▸ WORK TASK
Write out, from the entries below, exactly the lines that run between the lines holding "filename crates/council-core/src/backend.rs" and "an advisor backend.", inclusive, and stop there.

▸ DATASET EXTRACT
=-=-=-=-=
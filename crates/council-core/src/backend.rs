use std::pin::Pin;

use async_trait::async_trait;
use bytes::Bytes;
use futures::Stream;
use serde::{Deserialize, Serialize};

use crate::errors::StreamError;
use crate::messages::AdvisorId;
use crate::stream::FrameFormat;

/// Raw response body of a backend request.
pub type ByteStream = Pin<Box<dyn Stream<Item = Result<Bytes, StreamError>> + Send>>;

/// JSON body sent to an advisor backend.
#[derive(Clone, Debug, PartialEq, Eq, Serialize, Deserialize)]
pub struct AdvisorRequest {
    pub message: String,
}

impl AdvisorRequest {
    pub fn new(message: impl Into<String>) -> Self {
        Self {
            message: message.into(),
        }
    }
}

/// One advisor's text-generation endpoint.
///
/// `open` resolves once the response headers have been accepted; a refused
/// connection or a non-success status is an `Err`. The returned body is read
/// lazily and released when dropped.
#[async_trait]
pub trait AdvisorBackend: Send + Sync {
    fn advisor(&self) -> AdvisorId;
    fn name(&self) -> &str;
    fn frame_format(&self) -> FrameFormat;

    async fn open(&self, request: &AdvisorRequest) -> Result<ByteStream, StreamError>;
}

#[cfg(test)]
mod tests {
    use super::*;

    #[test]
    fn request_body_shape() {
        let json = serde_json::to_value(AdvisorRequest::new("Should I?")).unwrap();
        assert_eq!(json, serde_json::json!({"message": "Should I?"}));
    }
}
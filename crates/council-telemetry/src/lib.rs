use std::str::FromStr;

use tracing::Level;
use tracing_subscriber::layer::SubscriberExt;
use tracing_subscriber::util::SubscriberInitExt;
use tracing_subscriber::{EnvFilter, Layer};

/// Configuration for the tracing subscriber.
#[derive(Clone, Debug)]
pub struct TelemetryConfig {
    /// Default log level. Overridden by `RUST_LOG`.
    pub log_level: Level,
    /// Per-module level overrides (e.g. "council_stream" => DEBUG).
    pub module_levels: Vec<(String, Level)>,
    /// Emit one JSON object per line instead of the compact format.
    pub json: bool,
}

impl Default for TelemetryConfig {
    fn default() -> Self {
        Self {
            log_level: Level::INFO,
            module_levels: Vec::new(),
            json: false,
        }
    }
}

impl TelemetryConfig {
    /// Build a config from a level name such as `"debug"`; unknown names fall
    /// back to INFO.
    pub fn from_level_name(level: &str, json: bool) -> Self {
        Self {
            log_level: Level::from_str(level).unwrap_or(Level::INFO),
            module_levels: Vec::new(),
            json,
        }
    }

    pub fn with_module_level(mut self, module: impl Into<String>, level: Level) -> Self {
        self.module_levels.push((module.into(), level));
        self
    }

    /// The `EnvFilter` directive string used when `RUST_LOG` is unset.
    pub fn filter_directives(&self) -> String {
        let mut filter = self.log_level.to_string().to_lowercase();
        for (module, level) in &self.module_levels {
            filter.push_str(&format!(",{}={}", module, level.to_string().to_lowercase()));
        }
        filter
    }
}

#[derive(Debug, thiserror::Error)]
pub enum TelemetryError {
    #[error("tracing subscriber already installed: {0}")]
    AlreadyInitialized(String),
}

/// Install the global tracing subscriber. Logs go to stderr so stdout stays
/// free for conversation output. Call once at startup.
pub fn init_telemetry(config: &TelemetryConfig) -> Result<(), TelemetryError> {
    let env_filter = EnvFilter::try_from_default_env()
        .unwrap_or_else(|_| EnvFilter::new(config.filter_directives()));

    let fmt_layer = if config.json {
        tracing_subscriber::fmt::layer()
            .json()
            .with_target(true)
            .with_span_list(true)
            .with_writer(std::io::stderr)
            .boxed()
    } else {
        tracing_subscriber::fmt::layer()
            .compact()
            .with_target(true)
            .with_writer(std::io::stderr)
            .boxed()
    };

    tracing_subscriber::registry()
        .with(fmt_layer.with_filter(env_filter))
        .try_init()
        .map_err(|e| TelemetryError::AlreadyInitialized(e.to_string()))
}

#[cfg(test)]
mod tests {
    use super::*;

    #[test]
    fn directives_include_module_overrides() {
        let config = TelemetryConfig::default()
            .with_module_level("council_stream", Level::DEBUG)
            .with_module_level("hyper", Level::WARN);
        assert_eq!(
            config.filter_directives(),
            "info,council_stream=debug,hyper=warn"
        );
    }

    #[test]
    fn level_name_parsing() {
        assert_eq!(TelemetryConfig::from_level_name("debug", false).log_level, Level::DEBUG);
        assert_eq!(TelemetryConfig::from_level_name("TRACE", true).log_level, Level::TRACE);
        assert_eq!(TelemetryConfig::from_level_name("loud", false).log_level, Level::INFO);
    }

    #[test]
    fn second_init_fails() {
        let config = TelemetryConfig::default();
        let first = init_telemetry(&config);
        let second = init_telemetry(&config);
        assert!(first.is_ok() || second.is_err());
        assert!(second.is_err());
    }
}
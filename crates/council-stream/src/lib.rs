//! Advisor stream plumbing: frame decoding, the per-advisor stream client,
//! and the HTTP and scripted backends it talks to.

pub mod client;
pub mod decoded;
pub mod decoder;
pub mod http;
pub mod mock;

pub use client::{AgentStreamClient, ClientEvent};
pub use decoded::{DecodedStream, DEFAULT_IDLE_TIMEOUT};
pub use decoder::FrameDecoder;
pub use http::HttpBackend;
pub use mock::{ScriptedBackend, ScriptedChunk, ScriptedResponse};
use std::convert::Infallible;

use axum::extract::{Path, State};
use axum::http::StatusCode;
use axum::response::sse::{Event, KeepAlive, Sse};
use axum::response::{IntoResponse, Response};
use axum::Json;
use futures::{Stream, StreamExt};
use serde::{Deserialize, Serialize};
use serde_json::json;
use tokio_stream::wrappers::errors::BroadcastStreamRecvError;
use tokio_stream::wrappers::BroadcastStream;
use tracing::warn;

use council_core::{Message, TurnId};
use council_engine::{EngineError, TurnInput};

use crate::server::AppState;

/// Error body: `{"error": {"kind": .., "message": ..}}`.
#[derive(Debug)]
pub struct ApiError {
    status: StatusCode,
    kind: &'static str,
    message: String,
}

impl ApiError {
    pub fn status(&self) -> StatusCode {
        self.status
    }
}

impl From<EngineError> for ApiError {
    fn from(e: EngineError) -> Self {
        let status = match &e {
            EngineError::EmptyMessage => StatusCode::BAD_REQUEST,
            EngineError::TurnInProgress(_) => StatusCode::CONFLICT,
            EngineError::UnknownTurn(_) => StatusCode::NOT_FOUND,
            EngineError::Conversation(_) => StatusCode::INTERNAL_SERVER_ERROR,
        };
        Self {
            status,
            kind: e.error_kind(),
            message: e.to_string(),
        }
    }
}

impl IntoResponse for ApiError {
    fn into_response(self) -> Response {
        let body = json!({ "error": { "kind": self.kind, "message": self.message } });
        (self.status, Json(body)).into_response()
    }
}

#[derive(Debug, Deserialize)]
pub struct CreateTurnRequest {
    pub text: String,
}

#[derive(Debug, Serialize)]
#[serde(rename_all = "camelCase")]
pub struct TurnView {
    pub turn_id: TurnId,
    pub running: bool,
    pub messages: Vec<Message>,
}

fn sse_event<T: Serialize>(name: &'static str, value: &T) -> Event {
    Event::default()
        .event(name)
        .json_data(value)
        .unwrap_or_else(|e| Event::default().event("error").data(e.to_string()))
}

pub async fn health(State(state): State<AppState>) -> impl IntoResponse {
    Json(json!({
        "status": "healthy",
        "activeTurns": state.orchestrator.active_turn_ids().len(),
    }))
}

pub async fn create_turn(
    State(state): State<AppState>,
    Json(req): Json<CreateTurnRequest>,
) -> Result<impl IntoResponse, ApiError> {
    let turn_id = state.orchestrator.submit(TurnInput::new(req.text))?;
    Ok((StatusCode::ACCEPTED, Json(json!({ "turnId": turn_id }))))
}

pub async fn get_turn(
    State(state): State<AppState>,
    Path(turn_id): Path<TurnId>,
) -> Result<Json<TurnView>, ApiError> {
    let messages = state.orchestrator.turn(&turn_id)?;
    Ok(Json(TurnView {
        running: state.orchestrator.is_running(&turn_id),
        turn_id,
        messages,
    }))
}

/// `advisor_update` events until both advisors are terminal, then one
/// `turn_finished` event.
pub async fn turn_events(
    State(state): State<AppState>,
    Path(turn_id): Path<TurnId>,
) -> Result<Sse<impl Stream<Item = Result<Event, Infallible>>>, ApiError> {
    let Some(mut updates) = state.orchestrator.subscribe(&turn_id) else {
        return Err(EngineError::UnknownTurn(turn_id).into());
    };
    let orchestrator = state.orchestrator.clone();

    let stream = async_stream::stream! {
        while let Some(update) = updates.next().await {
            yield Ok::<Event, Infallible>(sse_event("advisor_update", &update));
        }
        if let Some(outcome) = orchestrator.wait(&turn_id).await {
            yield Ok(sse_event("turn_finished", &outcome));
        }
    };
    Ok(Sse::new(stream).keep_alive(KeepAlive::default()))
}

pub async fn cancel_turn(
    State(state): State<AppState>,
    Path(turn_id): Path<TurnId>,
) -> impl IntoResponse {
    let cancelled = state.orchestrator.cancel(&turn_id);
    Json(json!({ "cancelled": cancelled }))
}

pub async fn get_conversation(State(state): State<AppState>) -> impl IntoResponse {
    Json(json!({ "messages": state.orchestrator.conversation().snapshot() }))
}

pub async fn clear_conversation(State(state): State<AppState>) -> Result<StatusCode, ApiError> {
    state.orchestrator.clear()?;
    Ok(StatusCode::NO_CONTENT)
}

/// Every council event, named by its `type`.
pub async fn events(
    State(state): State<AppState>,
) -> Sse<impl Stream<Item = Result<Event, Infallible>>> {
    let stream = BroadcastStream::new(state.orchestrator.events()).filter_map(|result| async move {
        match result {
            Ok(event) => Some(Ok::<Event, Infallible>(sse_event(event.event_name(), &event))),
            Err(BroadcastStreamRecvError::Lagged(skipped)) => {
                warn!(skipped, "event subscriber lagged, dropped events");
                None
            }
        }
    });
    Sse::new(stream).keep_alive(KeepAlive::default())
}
=-=-=-=-=
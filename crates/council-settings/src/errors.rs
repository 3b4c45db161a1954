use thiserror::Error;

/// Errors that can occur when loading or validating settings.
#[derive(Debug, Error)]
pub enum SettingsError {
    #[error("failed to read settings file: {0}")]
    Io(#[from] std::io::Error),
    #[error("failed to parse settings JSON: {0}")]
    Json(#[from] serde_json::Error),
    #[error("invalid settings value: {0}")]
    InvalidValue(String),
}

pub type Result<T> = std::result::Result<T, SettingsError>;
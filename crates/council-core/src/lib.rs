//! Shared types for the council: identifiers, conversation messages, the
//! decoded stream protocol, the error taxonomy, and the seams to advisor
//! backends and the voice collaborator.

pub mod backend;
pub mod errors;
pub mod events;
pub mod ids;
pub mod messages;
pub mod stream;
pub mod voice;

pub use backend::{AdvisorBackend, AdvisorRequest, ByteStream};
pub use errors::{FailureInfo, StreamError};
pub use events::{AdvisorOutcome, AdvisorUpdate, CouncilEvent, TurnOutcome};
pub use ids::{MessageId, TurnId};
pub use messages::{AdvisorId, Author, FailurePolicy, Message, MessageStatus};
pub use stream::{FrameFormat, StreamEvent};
=-=-=-=-=
▸ EXERCISE SOLUTION
filename crates/council-core/src/backend.rs
use std::pin::Pin;

use async_trait::async_trait;
use bytes::Bytes;
use futures::Stream;
use serde::{Deserialize, Serialize};

use crate::errors::StreamError;
use crate::messages::AdvisorId;
use crate::stream::FrameFormat;

/// Raw response body of a backend request.
pub type ByteStream = Pin<Box<dyn Stream<Item = Result<Bytes, StreamError>> + Send>>;

/// JSON body sent to an advisor backend.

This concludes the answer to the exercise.